I've been on it [HRT] eight years now and I'm too scared to come off it now [laughs]. I must admit I am on the dual one as well which of course I get a bleed but the thing is I don't want to come off it because basically I'm quite healthy and I don't know what I'd be like off it. And because depression was one of the things I had during my menopause, very low, very weepy and I feel so, a lot better on it although I put weight on. But I am quite happy on it. I don't know how long I can stay on it.
And I got to the stage where I was crying, you know. The children were at home then, the kids were at home and I must have been in my late forties when I started my change, under fifty. And I was getting to the stage where everything, if I dropped something I'd burst into tears and they all sat one Sunday lunch and said "what's wrong with you", you know and I just said "I don't know".
It wasn't so much, I do, I did get the hot flushes but it was the, I got panic attacks as well. I stopped driving, I had terrible panic attacks, I couldn't drive, in fact I don't drive still. And I got dreadful, I couldn't go out the house. I got terrible panic attacks and in the end I went back to the GP and she, a few years later, I don't know how long after, well it must be, anyway it was still that first practice and she put me on it.

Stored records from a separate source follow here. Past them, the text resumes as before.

//! HTTP client implementation for the Battle.net Profile API.

use chrono::Duration;
use reqwest::StatusCode;
use secrecy::ExposeSecret;
use serde::de::DeserializeOwned;
use std::sync::Arc;
use url::Url;

use crate::api::{EncountersService, EquipmentService, ProfileService};
use crate::auth::{Credentials, Session};
use crate::models::{CharacterName, RealmSlug, Region};
use crate::{Error, Result};

use super::config::ClientConfig;

/// The main client for interacting with the Battle.net Profile API.
///
/// The client manages authentication, request building, retries, and
/// response parsing, and hands out service structs per API area.
///
/// # Example
///
/// ```no_run
/// use battlenet_rs::{BlizzardClient, Credentials, Region};
///
/// # async fn example() -> battlenet_rs::Result<()> {
/// let client = BlizzardClient::authenticate(
///     Credentials::from_env()?,
///     Region::Eu,
/// ).await?;
///
/// let summary = client.profile()
///     .summary(&"argent-dawn".into(), &"thrall".into())
///     .await?;
/// println!("{} is level {}", summary.name, summary.level);
/// # Ok(())
/// # }
/// ```
pub struct BlizzardClient {
    pub(crate) inner: Arc<ClientInner>,
}

pub(crate) struct ClientInner {
    pub(crate) http: reqwest::Client,
    pub(crate) session: Session,
    pub(crate) config: ClientConfig,
    pub(crate) region: Region,
}

impl BlizzardClient {
    /// Authenticate with client credentials and create a client with the
    /// default configuration.
    pub async fn authenticate(credentials: Credentials, region: Region) -> Result<Self> {
        Self::authenticate_with_config(credentials, region, ClientConfig::default()).await
    }

    /// Authenticate with client credentials and a custom configuration.
    pub async fn authenticate_with_config(
        credentials: Credentials,
        region: Region,
        config: ClientConfig,
    ) -> Result<Self> {
        let session = Session::authenticate(credentials, region).await?;
        Self::with_session(session, region, config)
    }

    /// Create a client from an existing session.
    pub fn with_session(session: Session, region: Region, config: ClientConfig) -> Result<Self> {
        let http = reqwest::Client::builder()
            .timeout(config.timeout)
            .user_agent(&config.user_agent)
            .build()?;

        Ok(Self {
            inner: Arc::new(ClientInner {
                http,
                session,
                config,
                region,
            }),
        })
    }

    /// Get the character profile service.
    pub fn profile(&self) -> ProfileService {
        ProfileService::new(self.inner.clone())
    }

    /// Get the raid encounters service.
    pub fn encounters(&self) -> EncountersService {
        EncountersService::new(self.inner.clone())
    }

    /// Get the equipment service.
    pub fn equipment(&self) -> EquipmentService {
        EquipmentService::new(self.inner.clone())
    }

    /// Manually refresh the access token.
    pub async fn refresh_token(&self) -> Result<()> {
        self.inner.session.refresh().await
    }

    /// Get the region this client talks to.
    pub fn region(&self) -> Region {
        self.inner.region
    }

    /// Get a reference to the session.
    pub fn session(&self) -> &Session {
        &self.inner.session
    }
}

impl ClientInner {
    /// Build the URL path prefix for a character.
    pub(crate) fn character_path(realm: &RealmSlug, name: &CharacterName) -> String {
        format!("/profile/wow/character/{}/{}", realm, name)
    }

    /// Build a full request URL with the namespace and locale parameters
    /// every profile endpoint requires.
    fn build_url(&self, path: &str) -> Result<Url> {
        let base = format!("{}{}", self.region.api_base_url(), path);
        let url = Url::parse_with_params(
            &base,
            &[
                ("namespace", self.region.profile_namespace()),
                ("locale", self.config.locale.as_str()),
            ],
        )?;
        Ok(url)
    }

    /// Ensure the token is valid before making a request.
    async fn ensure_token_valid(&self) -> Result<()> {
        if self.config.auto_refresh_token {
            let buffer = Duration::seconds(self.config.refresh_buffer_secs);
            if self.session.expires_within(buffer).await {
                self.session.refresh().await?;
            }
        }
        Ok(())
    }

    /// Make a GET request, retrying transient failures per the retry
    /// configuration.
    pub(crate) async fn get<T: DeserializeOwned>(&self, path: &str) -> Result<T> {
        self.ensure_token_valid().await?;
        let url = self.build_url(path)?;

        let mut attempt: u32 = 0;
        loop {
            let token = self.session.access_token().await;
            let result = self
                .http
                .get(url.clone())
                .bearer_auth(token.expose_secret())
                .send()
                .await;

            let response = match result {
                Ok(response) => response,
                Err(e) => {
                    if attempt < self.config.retry.max_retries
                        && (e.is_timeout() || e.is_connect())
                    {
                        let delay = self.config.retry.backoff_for_attempt(attempt);
                        tracing::warn!(attempt, error = %e, "Transport error, retrying in {:?}", delay);
                        tokio::time::sleep(delay).await;
                        attempt += 1;
                        continue;
                    }
                    return Err(e.into());
                }
            };

            let status = response.status();
            if status.is_success() {
                return Ok(response.json().await?);
            }

            let status_code = status.as_u16();
            if self.config.retry.should_retry_status(status_code)
                && attempt < self.config.retry.max_retries
            {
                let delay = self.config.retry.backoff_for_attempt(attempt);
                tracing::warn!(status = status_code, attempt, "Retrying in {:?}", delay);
                tokio::time::sleep(delay).await;
                attempt += 1;
                continue;
            }

            return Err(Self::error_for(status, response).await);
        }
    }

    /// Map a failed response to the error taxonomy.
    async fn error_for(status: StatusCode, response: reqwest::Response) -> Error {
        let retry_after = response
            .headers()
            .get(reqwest::header::RETRY_AFTER)
            .and_then(|v| v.to_str().ok())
            .and_then(|v| v.parse::<u64>().ok());

        let body: serde_json::Value = response.json().await.unwrap_or_default();

        match status.as_u16() {
            401 => Error::TokenExpired,
            404 => {
                let detail = body
                    .get("detail")
                    .and_then(|d| d.as_str())
                    .unwrap_or("Resource not found")
                    .to_string();
                Error::NotFound(detail)
            }
            429 => Error::RateLimited {
                retry_after_secs: retry_after.unwrap_or(60),
            },
            code => Error::from_api_response(code, body),
        }
    }
}

impl Clone for BlizzardClient {
    fn clone(&self) -> Self {
        Self {
            inner: self.inner.clone(),
        }
    }
}

impl std::fmt::Debug for BlizzardClient {
    fn fmt(&self, f: &mut std::fmt::Formatter<'_>) -> std::fmt::Result {
        f.debug_struct("BlizzardClient")
            .field("region", &self.inner.region)
            .field("config", &self.inner.config)
            .finish()
    }
}

#[cfg(test)]
mod tests {
    use super::*;

    #[test]
    fn test_character_path() {
        let path = ClientInner::character_path(&"Argent Dawn".into(), &"Thrall".into());
        assert_eq!(path, "/profile/wow/character/argent-dawn/thrall");
    }
}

And I've never looked back since.
So, while you were having these symptoms were you able to talk to anybody or did you feel isolated or were there people you could talk to, other women or?
I don't think I did that, you just go through it I think, you know. You just talk to yourself and try and pull yourself together but it's very hard when you can't describe to someone why you cry and why you feel fed up and why you get these sudden horrible panic attacks where you don't want to do anything. But I mean I don't have anything like that now, and that's why I'm staying on it.